“La forma dell’acqua”, favola dark firmata Guillermo del Toro

I ritmi di una tensione forte e incontrollabile, tra durezza e amarezza, compongono il ritratto di un’America anni ’50 serio e credibile, anche se plasmato da una visionarietà onirica

Ha vinto il Leone d’oro alla settantaquattresima Mostra del Cinema di Venezia nel settembre 2017, mettendo d’accordo la giuria e buona parte del pubblico. Il mese scorso è arrivata una conferma sull’alto gradimento del film con la scelta dell’Academy Award che ha riconosciuto al titolo 13 nomination agli Oscar, tra cui miglior film e migliore regia; la cerimonia si terrà il 4 marzo prossimo a Los Angeles. Con queste credenziali il film La forma dell’acqua, in sala dal 15 febbraio, si è presentato al pubblico italiano. Il racconto ci porta negli Stati Uniti degli anni Sessanta, nel pieno della guerra fredda. Elisa (Sally Hawkins), sordomuta, conduce una vita anonima come addetta alle pulizie in un segretissimo laboratorio governativo. La sua vita sembra cambiare quando fa una scoperta inattesa… Quante persone di non elevata preparazione ma di indiscusso valore sociale erano nascoste nei meandri di luoghi di lavoro tra spreco e sacrificio, eseguendo ordini senza ribattere e senza protestare, ma in silenzio osservando, ascoltando e pensando?

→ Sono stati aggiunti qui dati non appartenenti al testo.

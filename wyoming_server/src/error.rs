use thiserror::Error;

use crate::protocol::{Event, ProtocolError};

/// Server error types
#[derive(Debug, Error)]
pub enum ServerError {
    #[error("Invalid configuration: {0}")]
    Config(String),

    #[error("Protocol error: {0}")]
    Protocol(#[from] ProtocolError),

    #[error("Invalid request: {0}")]
    InvalidRequest(String),

    #[error("Synthesis failed: {0:#}")]
    Synthesis(anyhow::Error),

    #[error("Synthesis task failed: {0}")]
    Join(#[from] tokio::task::JoinError),

    #[error("I/O error: {0}")]
    Io(#[from] std::io::Error),
}

impl ServerError {
    /// Errors that only affect the current request. The connection stays
    /// open and the client is told with an `error` event.
    pub fn is_request_scoped(&self) -> bool {
        matches!(
            self,
            ServerError::InvalidRequest(_) | ServerError::Synthesis(_) | ServerError::Join(_)
        )
    }

    pub fn code(&self) -> &'static str {
        match self {
            ServerError::Config(_) => "config",
            ServerError::Protocol(_) => "protocol",
            ServerError::InvalidRequest(_) => "invalid-request",
            ServerError::Synthesis(_) | ServerError::Join(_) => "synthesis-failed",
            ServerError::Io(_) => "io",
        }
    }

    /// The `error` event reported to the client.
    pub fn to_event(&self) -> Event {
        Event::error(self.to_string(), self.code())
    }
}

L’America a cavallo tra gli anni ‘50 e ‘60 era così: una popolazione ordinata e insieme capace di impreviste reazioni, e soprattutto di sogni. Al sogno si affida Elisa, addetta a lavori umili in coppia con la collega Zelda (Octavia Spencer), quando per caso si imbatte in uno strano essere tra il mostruoso e il pauroso, che viene tenuto nascosto e isolato con la prospettiva di eliminarlo. Il senso di protezione scatta immediato. Elisa prende per l’imprevista creatura anfibia una infatuazione simile a un sentimento di difesa e di protezione, che la induce a fare qualcosa per salvargli la vita. Sulla presenza di questo “altro”, diverso e tale da incutere paura ma allo stesso tempo richiesta di soccorso, si snoda il racconto. Che gioca a corrente alternata sulla diffidenza, sul timore mai sopito dei nemici sconosciuti dell’America, sui cittadini di diversa definizione (gli americani di colore), sul pericolo “comunista” più che mai incombente.

Elisa, all’inizio timida e poi via via più coraggiosa, affronta i rischi di una reazione seria e spavalda, una prova di forza che gli mette contro il capo/padrone. È bravo Guillermo del Toro a scandire dentro i toni di una favola dai colori neri e paurosi i ritmi di una tensione forte e incontrollabile, tra durezza e amarezza esistenziale. Il film scorre pieno di suspense, di angoscia, di aperture verso un cambiamento, alleggerito da colori forti, da un clima “noir” con molti fremiti e paure inconsce. Ne esce un ritratto di un’America anni Cinquanta serio e credibile, anche se plasmato dalla visionarietà onirica della fiaba. Diretto con polso e vigore creativo notevoli, il film ha ottenuto quel Leone d’oro che ha segnato il definitivo lancio del regista messicano a livello internazionale. A consolidare il felice momento professionale è arrivata anche la notizia che del Toro è stato scelto dal cda della Biennale di Venezia a presiedere la giuria della edizione 2018 della Mostra. Scelta che conferma la capacità del Festival italiano di saper cogliere i migliori segnali del cinema di oggi e di domani.